Las mujeres en la UBA

Las mujeres en la UBA

La discriminación resultante del andamiaje cultural se mantiene hoy en día en la universidad. Si bien es cierto que la cantidad de estudiantes y docentes mujeres en la UBA es mayor que la de los hombres, los cargos de gestión siguen estando mayoritariamente en manos de estos últimos. El camino de la igualdad es largo y todavía queda mucho por recorrer.

| Por Mónica Pinto |

En este trabajo tomo parte de uno anterior publicado en Encrucijadas Nº 50, 2011.

Las mujeres somos personas pero hemos tardado más tiempo que los hombres en ser reconocidas como sujetos de derecho. Cuando los instrumentos del iluminismo encontraron al “hombre” allí donde eventualmente no había “ciudadano” –y eso fue valioso porque inició el camino del reconocimiento de la persona– se refirieron sólo al hombre, esto es que no nos incluyeron a las mujeres. Cuando esos instrumentos expresaron –probablemente por primera vez con sentido laico o con tendencia a él– que todas las personas nacen libres e iguales en dignidad y derechos, no imaginaron ni remotamente que nosotras fuéramos libres ni iguales. En el camino en el que las libertades públicas o los derechos individuales del liberalismo constitucional de mediados del siglo XIX se transformaron en derechos humanos, las mujeres logramos que formalmente la noción de “persona” nos comprendiera y que, por ende, se pudiera inferir que se nos aplicarían sus consecuencias.

En ese andar, el feminismo, que había empezado a trabajar la causa bastante antes, ya había sostenido con Simone de Beauvoir que no hay determinismo biológico con la célebre frase “No se nace mujer, se llega a serlo”.

Pronto nos daríamos cuenta de que la igualdad era sólo declamada. El derecho no había modificado la realidad. Fue necesario constatar la discriminación respecto de las mujeres para que las normas sobre derechos humanos de las mujeres fueran adoptadas.
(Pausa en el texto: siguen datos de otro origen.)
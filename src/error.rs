use thiserror::Error;

/// Errors that can occur when working with Forma cable trainers
#[derive(Error, Debug)]
pub enum LiftError {
    /// Bluetooth Low Energy related errors
    #[error("BLE error: {0}")]
    Ble(#[from] btleplug::Error),

    /// No trainer found during scanning
    #[error("trainer not found")]
    DeviceNotFound,

    /// Device connection failed
    #[error("failed to connect to trainer: {0}")]
    ConnectionFailed(String),

    /// The link dropped while a session depended on it
    #[error("connection lost")]
    LinkLost,

    /// Scan, connect, or read exceeded its bound
    #[error("operation timed out after {timeout_ms}ms")]
    Timeout {
        /// Timeout duration in milliseconds
        timeout_ms: u64,
    },

    /// Malformed or truncated incoming frame
    #[error("failed to decode frame: {0}")]
    Decode(String),

    /// Command input outside the valid range
    #[error("invalid parameter: {0}")]
    InvalidParameter(String),

    /// Requested value exceeds a documented hardware ceiling
    #[error("{what} {requested} exceeds hardware limit {limit}")]
    OutOfHardwareRange {
        /// Which quantity was out of range
        what: &'static str,
        /// The requested value
        requested: u16,
        /// The hardware ceiling
        limit: u16,
    },

    /// Command issued before link negotiation completed
    #[error("trainer not ready: {reason}")]
    NotReady {
        /// Reason why the trainer is not ready
        reason: String,
    },

    /// Workout lifecycle violation
    #[error("invalid workout state: {state}")]
    InvalidState {
        /// Current invalid state description
        state: String,
    },

    /// IO error
    #[error("IO error: {0}")]
    Io(#[from] std::io::Error),

    /// Other errors
    #[error("other error: {0}")]
    Other(String),
}

/// Result type for trainer operations
pub type Result<T> = std::result::Result<T, LiftError>;

impl LiftError {
    /// Check if this error indicates a connection issue
    #[must_use]
    pub const fn is_connection_error(&self) -> bool {
        matches!(
            self,
            Self::Ble(_) | Self::ConnectionFailed(_) | Self::LinkLost | Self::DeviceNotFound
        )
    }

    /// Check if this error is recoverable by retrying or fixing input
    #[must_use]
    pub const fn is_recoverable(&self) -> bool {
        matches!(
            self,
            Self::Timeout { .. }
                | Self::NotReady { .. }
                | Self::InvalidParameter(_)
                | Self::OutOfHardwareRange { .. }
        )
    }

    /// Check if this error ends an active session
    ///
    /// Decode errors are expected radio noise and never terminal on their
    /// own; link loss always is.
    #[must_use]
    pub const fn is_terminal_for_session(&self) -> bool {
        matches!(self, Self::LinkLost | Self::Ble(_) | Self::ConnectionFailed(_))
    }
}

#[cfg(test)]
mod tests {
    use super::*;

    #[test]
    fn test_error_classification() {
        let connection_error = LiftError::ConnectionFailed("test".to_string());
        assert!(connection_error.is_connection_error());
        assert!(!connection_error.is_recoverable());
        assert!(connection_error.is_terminal_for_session());

        let timeout_error = LiftError::Timeout { timeout_ms: 5000 };
        assert!(!timeout_error.is_connection_error());
        assert!(timeout_error.is_recoverable());
        assert!(!timeout_error.is_terminal_for_session());

        let decode_error = LiftError::Decode("short frame".to_string());
        assert!(!decode_error.is_connection_error());
        assert!(!decode_error.is_terminal_for_session());

        let link_lost = LiftError::LinkLost;
        assert!(link_lost.is_connection_error());
        assert!(link_lost.is_terminal_for_session());
    }

    #[test]
    fn test_error_display() {
        let error = LiftError::InvalidParameter("weight out of range".to_string());
        let error_string = format!("{error}");
        assert!(error_string.contains("invalid parameter"));
        assert!(error_string.contains("weight out of range"));

        let error = LiftError::OutOfHardwareRange {
            what: "eccentric load",
            requested: 180,
            limit: 150,
        };
        let error_string = format!("{error}");
        assert!(error_string.contains("180"));
        assert!(error_string.contains("150"));
    }
}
La consagración formal del principio de igualdad no permite en todos los casos consagrar una igualdad material. Para eso se hace necesario tomar en cuenta la distinta posición en que se encuentran los distintos sujetos en la sociedad. De esta suerte, la consideración social de las diferencias entre unos y otros ejerce una influencia decisiva en el goce y ejercicio de los derechos protegidos. Y es rigurosamente cierto que la consideración social de mujeres y hombres no es análoga. Lo que para unos es un elogio –es un “atorrante”, simpático, divertido– para otras es un demérito mayúsculo –es una “atorranta” tiene un innegable sentido disvalioso–.

La discriminación es sustancialmente la resultante de una actitud cultural, de la percepción que una determinada cultura ha erigido respecto de un conjunto de sujetos. Por lo tanto, no es suficiente con actitudes individuales de no-discriminación sino que son necesarios cambios estructurales, políticas públicas.
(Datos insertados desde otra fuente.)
//! Rep and phase tracking.
//!
//! The trainer reports rep progress through notification frames, but the
//! reporting is not reliable enough to surface directly: legacy firmware
//! only exposes monotonic counters, and all firmware revisions can drop
//! the final working rep's counter update on the floor when the set ends,
//! because the motor deloads before the notification is sent. The
//! [`RepTracker`] owns all derived counts, applies notifications in
//! arrival order, and compensates the lost-final-rep defect from an
//! independent counter signal. Consumers read immutable [`RepCount`]
//! snapshots.

use crate::{
    error::{LiftError, Result},
    types::{RepCount, RepFrameFormat, RepNotification, TelemetrySample},
};
use tracing::{debug, info};

/// Phase of the current set
#[derive(Debug, Clone, Copy, PartialEq, Eq)]
pub enum RepPhase {
    /// No rep activity observed yet
    AwaitingWarmup,
    /// Warmup reps being counted
    WarmupInProgress,
    /// Working reps being counted
    WorkingInProgress,
    /// Target reached, no further counting
    Complete,
}

/// Semantic events derived from rep notifications
#[derive(Debug, Clone, Copy, PartialEq)]
pub enum RepEvent {
    /// A warmup rep was counted; carries the new warmup count
    WarmupRep(u8),
    /// The warmup target was reached
    WarmupComplete,
    /// A working rep was counted; carries the new working count
    WorkingRep(u8),
    /// The working target was reached, fired exactly once per set
    WorkoutComplete {
        /// Final working rep count
        working_reps: u8,
        /// The final rep was synthesized from the bottom-counter signal
        corrected: bool,
    },
}

/// Single-owner state machine deriving rep counts from notifications
#[derive(Debug)]
pub struct RepTracker {
    warmup_target: u8,
    working_target: u8,
    amrap: bool,
    phase: RepPhase,
    count: RepCount,
    /// Top-counter value at warmup completion, for legacy derivation
    legacy_baseline: Option<u16>,
    last_top: u16,
    last_complete: u16,
    range_top_mm: f32,
    range_bottom_mm: f32,
    completion_emitted: bool,
}

impl RepTracker {
    /// Create a tracker for one set
    ///
    /// # Errors
    ///
    /// Returns [`LiftError::InvalidParameter`] for a zero working target
    /// without AMRAP; rejecting it here is what keeps an in-progress set
    /// from stalling on an unreachable target.
    pub fn new(warmup_target: u8, working_target: u8, amrap: bool) -> Result<Self> {
        if working_target == 0 && !amrap {
            return Err(LiftError::InvalidParameter(
                "working target must be at least 1 unless AMRAP is set".to_string(),
            ));
        }

        let warmup_complete = warmup_target == 0;
        Ok(Self {
            warmup_target,
            working_target,
            amrap,
            phase: if warmup_complete {
                RepPhase::WorkingInProgress
            } else {
                RepPhase::AwaitingWarmup
            },
            count: RepCount {
                warmup_complete,
                ..RepCount::default()
            },
            legacy_baseline: if warmup_complete { Some(0) } else { None },
            last_top: 0,
            last_complete: 0,
            range_top_mm: 0.0,
            range_bottom_mm: 0.0,
            completion_emitted: false,
        })
    }

    /// Current phase
    #[must_use]
    pub const fn phase(&self) -> RepPhase {
        self.phase
    }

    /// Immutable snapshot of the derived counts
    #[must_use]
    pub const fn snapshot(&self) -> RepCount {
        self.count
    }

    /// Apply one decoded rep notification, in arrival order
    ///
    /// Returns the semantic events the notification produced, possibly
    /// empty for duplicates or counter echoes.
    pub fn apply(&mut self, note: &RepNotification) -> Vec<RepEvent> {
        let mut events = Vec::new();

        // Counters are monotonic on the wire; a stale or reordered frame
        // must never roll derived counts backward.
        self.last_top = self.last_top.max(note.top_counter);
        self.last_complete = self.last_complete.max(note.complete_counter);
        if note.range_top_mm > 0.0 {
            self.range_top_mm = note.range_top_mm;
            self.range_bottom_mm = note.range_bottom_mm;
        }

        match note.format {
            RepFrameFormat::Modern => self.apply_modern(note, &mut events),
            RepFrameFormat::Legacy => self.apply_legacy(&mut events),
        }

        self.count.pending_rep = self.phase != RepPhase::Complete && self.last_top > self.last_complete;
        if !self.count.pending_rep {
            self.count.pending_rep_progress = 0.0;
        }
        self.count.total_reps = self.count.working_reps;

        if let Some(event) = self.check_completion() {
            events.push(event);
        }

        events
    }

    fn apply_modern(&mut self, note: &RepNotification, events: &mut Vec<RepEvent>) {
        let warmup_now = note.rom_count.min(self.warmup_target);
        if warmup_now > self.count.warmup_reps {
            self.count.warmup_reps = warmup_now;
            self.phase = RepPhase::WarmupInProgress;
            events.push(RepEvent::WarmupRep(warmup_now));
        }

        if !self.count.warmup_complete && note.rom_count >= self.warmup_target {
            self.count.warmup_complete = true;
            self.phase = RepPhase::WorkingInProgress;
            events.push(RepEvent::WarmupComplete);
            info!(warmup = self.warmup_target, "warmup complete");
        }

        if self.count.warmup_complete && note.set_count > self.count.working_reps {
            self.count.working_reps = note.set_count;
            events.push(RepEvent::WorkingRep(note.set_count));
        }
    }

    fn apply_legacy(&mut self, events: &mut Vec<RepEvent>) {
        // Legacy firmware has no explicit counts; everything is derived
        // from the monotonic top counter against the warmup baseline.
        if self.legacy_baseline.is_none() {
            let warmup_now = u8::try_from(self.last_top.min(u16::from(self.warmup_target))).unwrap_or(u8::MAX);
            if warmup_now > self.count.warmup_reps {
                self.count.warmup_reps = warmup_now;
                self.phase = RepPhase::WarmupInProgress;
                events.push(RepEvent::WarmupRep(warmup_now));
            }

            if self.last_top >= u16::from(self.warmup_target) {
                self.legacy_baseline = Some(u16::from(self.warmup_target));
                self.count.warmup_complete = true;
                self.phase = RepPhase::WorkingInProgress;
                events.push(RepEvent::WarmupComplete);
                info!(warmup = self.warmup_target, "warmup complete (legacy derivation)");
            }
        }

        if let Some(baseline) = self.legacy_baseline {
            let working = u8::try_from(self.last_top.saturating_sub(baseline)).unwrap_or(u8::MAX);
            if working > self.count.working_reps {
                self.count.working_reps = working;
                events.push(RepEvent::WorkingRep(working));
            }
        }
    }

    /// Update the pending rep's eccentric progress from telemetry
    ///
    /// Returns true when the snapshot changed. Progress runs 0.0 at the
    /// concentric peak to 1.0 at the confirmed bottom, positioned inside
    /// the machine-reported range of motion.
    pub fn observe_telemetry(&mut self, sample: &TelemetrySample) -> bool {
        if !self.count.pending_rep {
            return false;
        }

        let span = self.range_top_mm - self.range_bottom_mm;
        if span <= 0.0 {
            return false;
        }

        let position = sample.left.position_mm.max(sample.right.position_mm);
        let progress = ((self.range_top_mm - position) / span).clamp(0.0, 1.0);
        if (progress - self.count.pending_rep_progress).abs() < f32::EPSILON {
            return false;
        }

        self.count.pending_rep_progress = progress;
        true
    }

    /// Re-run the completion check outside a notification
    ///
    /// The session engine calls this on a machine deload edge, which is
    /// where a swallowed final-rep notification becomes observable.
    pub fn recheck_completion(&mut self) -> Option<RepEvent> {
        self.check_completion()
    }

    fn check_completion(&mut self) -> Option<RepEvent> {
        if self.amrap || self.completion_emitted || self.working_target == 0 {
            return None;
        }

        if self.count.working_reps >= self.working_target {
            return Some(self.emit_completion(false));
        }

        // The firmware sometimes deloads before transmitting the final
        // working rep's counter update. The bottom counter still ticks for
        // that rep, so a one-rep deficit with the bottom-minus-warmup
        // signal at target is the lost notification, not a short set. A
        // deficit of two or more is a genuine shortfall and never
        // synthesized.
        let deficit = self.working_target - self.count.working_reps;
        let bottom_signal = self.last_complete.saturating_sub(u16::from(self.warmup_target));
        if deficit == 1 && bottom_signal >= u16::from(self.working_target) {
            debug!(
                reported = self.count.working_reps,
                target = self.working_target,
                bottom_signal,
                "synthesizing final rep lost to firmware deload race"
            );
            self.count.working_reps = self.working_target;
            return Some(self.emit_completion(true));
        }

        None
    }

    fn emit_completion(&mut self, corrected: bool) -> RepEvent {
        self.completion_emitted = true;
        self.phase = RepPhase::Complete;
        self.count.pending_rep = false;
        self.count.pending_rep_progress = 0.0;
        self.count.total_reps = self.count.working_reps;
        info!(
            working = self.count.working_reps,
            corrected, "workout complete"
        );
        RepEvent::WorkoutComplete {
            working_reps: self.count.working_reps,
            corrected,
        }
    }
}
Por años, las feministas han expresado disconformidad con el lenguaje neutral en cuanto a sexo de los instrumentos de derechos humanos, señalando que estas normas están basadas en experiencias masculinas. La primera disposición que se hace cargo de la distinta situación de las mujeres es el artículo 6 del Pacto Internacional de Derechos Civiles y Políticos que prohíbe la aplicación de la pena de muerte a las mujeres embarazadas.

En consonancia, la Convención sobre la Eliminación de todas las formas de discriminación contra la mujer pone de manifiesto que las mujeres se encontraban subsumidas en el vocablo “persona”, cuando no en el más común de “hombre”, e invisibilizadas en las normas generales de derechos humanos.
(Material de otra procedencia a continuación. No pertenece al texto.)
//! Media request, lookup and settings payloads exchanged with the web app.

use serde::{Deserialize, Serialize};

use crate::types::{MediaType, ServiceName};

/// Header carrying the authenticated user id from the web app to assistarrd.
pub const USER_HEADER: &str = "x-assistarr-user";

/// Which seasons of a series to request.
#[derive(Debug, Clone, PartialEq, Eq, Default)]
pub enum SeasonSelection {
    #[default]
    All,
    Numbers(Vec<u32>),
}

impl Serialize for SeasonSelection {
    fn serialize<S: serde::Serializer>(&self, serializer: S) -> Result<S::Ok, S::Error> {
        match self {
            Self::All => serializer.serialize_str("all"),
            Self::Numbers(numbers) => numbers.serialize(serializer),
        }
    }
}

impl<'de> Deserialize<'de> for SeasonSelection {
    fn deserialize<D: serde::Deserializer<'de>>(deserializer: D) -> Result<Self, D::Error> {
        #[derive(Deserialize)]
        #[serde(untagged)]
        enum Repr {
            Word(String),
            Numbers(Vec<u32>),
        }
        match Repr::deserialize(deserializer)? {
            Repr::Word(word) if word.eq_ignore_ascii_case("all") => Ok(Self::All),
            Repr::Word(word) => Err(serde::de::Error::custom(format!(
                "expected \"all\" or a list of season numbers, got \"{word}\""
            ))),
            Repr::Numbers(numbers) => Ok(Self::Numbers(numbers)),
        }
    }
}

/// Body of `POST /api/media/request`.
#[derive(Debug, Clone, PartialEq, Eq, Serialize, Deserialize)]
#[serde(rename_all = "camelCase")]
pub struct MediaRequestInput {
    pub tmdb_id: i64,
    pub media_type: MediaType,
    /// Ignored for movies. Defaults to all seasons for series.
    #[serde(default, skip_serializing_if = "Option::is_none")]
    pub seasons: Option<SeasonSelection>,
}

/// Jellyseerr request lifecycle (`MediaRequest.status`).
#[derive(Debug, Clone, Copy, PartialEq, Eq, Serialize, Deserialize)]
#[serde(rename_all = "snake_case", from = "u8")]
pub enum RequestStatus {
    PendingApproval,
    Approved,
    Declined,
    Failed,
    Completed,
    Unknown,
}

impl From<u8> for RequestStatus {
    fn from(code: u8) -> Self {
        match code {
            1 => Self::PendingApproval,
            2 => Self::Approved,
            3 => Self::Declined,
            4 => Self::Failed,
            5 => Self::Completed,
            _ => Self::Unknown,
        }
    }
}

impl RequestStatus {
    /// A request in this state still blocks a new one for the same title.
    pub fn is_active(&self) -> bool {
        matches!(self, Self::PendingApproval | Self::Approved)
    }
}

/// What `POST /api/media/request` returns on success.
#[derive(Debug, Clone, PartialEq, Serialize)]
#[serde(rename_all = "camelCase")]
pub struct RequestReceipt {
    pub request_id: i64,
    pub status: RequestStatus,
    pub tmdb_id: i64,
    pub media_type: MediaType,
    pub title: Option<String>,
}

/// Query of `GET /api/media/lookup`.
#[derive(Debug, Clone, PartialEq, Eq, Serialize, Deserialize)]
#[serde(rename_all = "camelCase")]
pub struct LookupQuery {
    pub tmdb_id: i64,
    pub media_type: MediaType,
    /// Service the caller found the title through, if any.
    #[serde(default)]
    pub source: Option<ServiceName>,
}

/// Body of `POST /api/settings` and `POST /api/settings/test`.
#[derive(Debug, Clone, PartialEq, Eq, Serialize, Deserialize)]
#[serde(rename_all = "camelCase")]
pub struct ServiceConfigInput {
    pub service_name: ServiceName,
    pub base_url: String,
    #[serde(default)]
    pub api_key: String,
    #[serde(default = "default_enabled")]
    pub is_enabled: bool,
}

fn default_enabled() -> bool {
    true
}

/// Outcome of a connectivity test. Never an error: failures are reported
/// inline so the settings form can show them next to the field.
#[derive(Debug, Clone, PartialEq, Eq, Serialize, Deserialize)]
#[serde(rename_all = "camelCase")]
pub struct ConnectionTest {
    pub success: bool,
    #[serde(default, skip_serializing_if = "Option::is_none")]
    pub version: Option<String>,
    #[serde(default, skip_serializing_if = "Option::is_none")]
    pub error: Option<String>,
}

#[cfg(test)]
mod tests {
    use super::*;

    #[test]
    fn seasons_all_or_list() {
        let all: SeasonSelection = serde_json::from_str("\"all\"").unwrap();
        assert_eq!(all, SeasonSelection::All);
        let some: SeasonSelection = serde_json::from_str("[1, 2]").unwrap();
        assert_eq!(some, SeasonSelection::Numbers(vec![1, 2]));
        assert!(serde_json::from_str::<SeasonSelection>("\"some\"").is_err());

        assert_eq!(serde_json::to_string(&SeasonSelection::All).unwrap(), "\"all\"");
    }

    #[test]
    fn request_input_from_camel_case() {
        let input: MediaRequestInput =
            serde_json::from_str(r#"{"tmdbId": 603, "mediaType": "movie"}"#).unwrap();
        assert_eq!(input.tmdb_id, 603);
        assert_eq!(input.media_type, MediaType::Movie);
        assert!(input.seasons.is_none());
    }

    #[test]
    fn request_status_activity() {
        assert!(RequestStatus::from(1).is_active());
        assert!(RequestStatus::from(2).is_active());
        assert!(!RequestStatus::from(3).is_active());
        assert!(!RequestStatus::from(5).is_active());
    }

    #[test]
    fn config_input_defaults_enabled() {
        let input: ServiceConfigInput =
            serde_json::from_str(r#"{"serviceName": "radarr", "baseUrl": "http://r"}"#).unwrap();
        assert!(input.is_enabled);
        assert_eq!(input.api_key, "");
    }
}
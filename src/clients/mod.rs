//! Upstream service clients.
//!
//! Every client wraps a [`ServiceClient`], which owns base URL handling,
//! credential injection, timeouts and error mapping. The typed clients only
//! know their service's paths and response shapes, and normalize the
//! latter into this crate's types.

mod arr;
pub mod http;
pub mod jellyfin;
pub mod jellyseerr;
pub mod portainer;
pub mod qbittorrent;
pub mod radarr;
pub mod sonarr;
pub mod traits;

pub use http::{DEFAULT_TIMEOUT, HEALTH_TIMEOUT, ServiceClient, UpstreamTimeouts};
pub use jellyfin::JellyfinClient;
pub use jellyseerr::{JellyseerrClient, TitleDetails};
pub use portainer::PortainerClient;
pub use qbittorrent::QbittorrentClient;
pub use radarr::RadarrClient;
pub use sonarr::SonarrClient;
pub use traits::{ServiceProbe, probe_for};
Hoy, las normas de derechos humanos de las mujeres han traído las acciones afirmativas, las políticas de cupos, todas las cuales suponen una toma de conciencia del distinto punto de partida de las mujeres respecto de otros sujetos de derecho en el goce de los derechos humanos. Por ello, para propender a una igualdad se acepta una discriminación que otorgue un trato más favorable a quienes lo requieren para poder lograr la igualdad. Estas discriminaciones inversas tienen por característica la temporalidad y están concebidas como un instrumento para crear conciencia social.

Se trata, sustancialmente, de una óptica que permite dar cuenta de la heterogeneidad de las condiciones culturales, sociales y económicas que afectan la vida cotidiana de hombres y mujeres en su interacción. El género expresa los papeles, la inserción que la cultura tiene reservados para unos y otras en un determinado contexto social.

En rigor, toda la regulación jurídica de los derechos humanos con base en el eje de género supone regular la protección en un ámbito en el cual no debería darse ninguna interferencia de autoridad pública. Sin embargo, para superar las desigualdades e inequidades de género, se han adoptado múltiples normas internacionales en este sentido.

Nuestra Argentina sólo reconoció derechos políticos a las mujeres en 1948, inaugurando la posibilidad de que elijamos y podamos ser electas. Sin embargo, en 1991, hubo de adoptarse una “ley de cupo” para que la participación femenina en la política parlamentaria pudiera lograrse y empezara a germinar cultura política en clave de género. Por cierto que, aunque la Argentina haya alcanzado el decimonoveno lugar en el ranking de la Unión Interparlamentaria, con datos al 1 de diciembre de 2013, con el 36,6% de mujeres en la Cámara baja y 28% en el Senado, la pedagogía de la ley de cupo no alcanzó para incrementar el número de mujeres en los despachos del Ejecutivo, sólo tres ministras a este inicio del 2014.

El Código Penal argentino sólo previó la no punibilidad del aborto si el embarazo proviene de una violación o de un atentado al pudor cometido sobre una mujer idiota o demente. Sólo una interpretación jurisprudencial extensiva permitió pensar que el supuesto cubre a todas las víctimas mujeres y fue necesario que la Corte Suprema de Justicia lo explicitara en un fallo, señalando expresamente que no es necesaria la autorización judicial en esos casos e instando a los médicos a tomar en cuenta este dato.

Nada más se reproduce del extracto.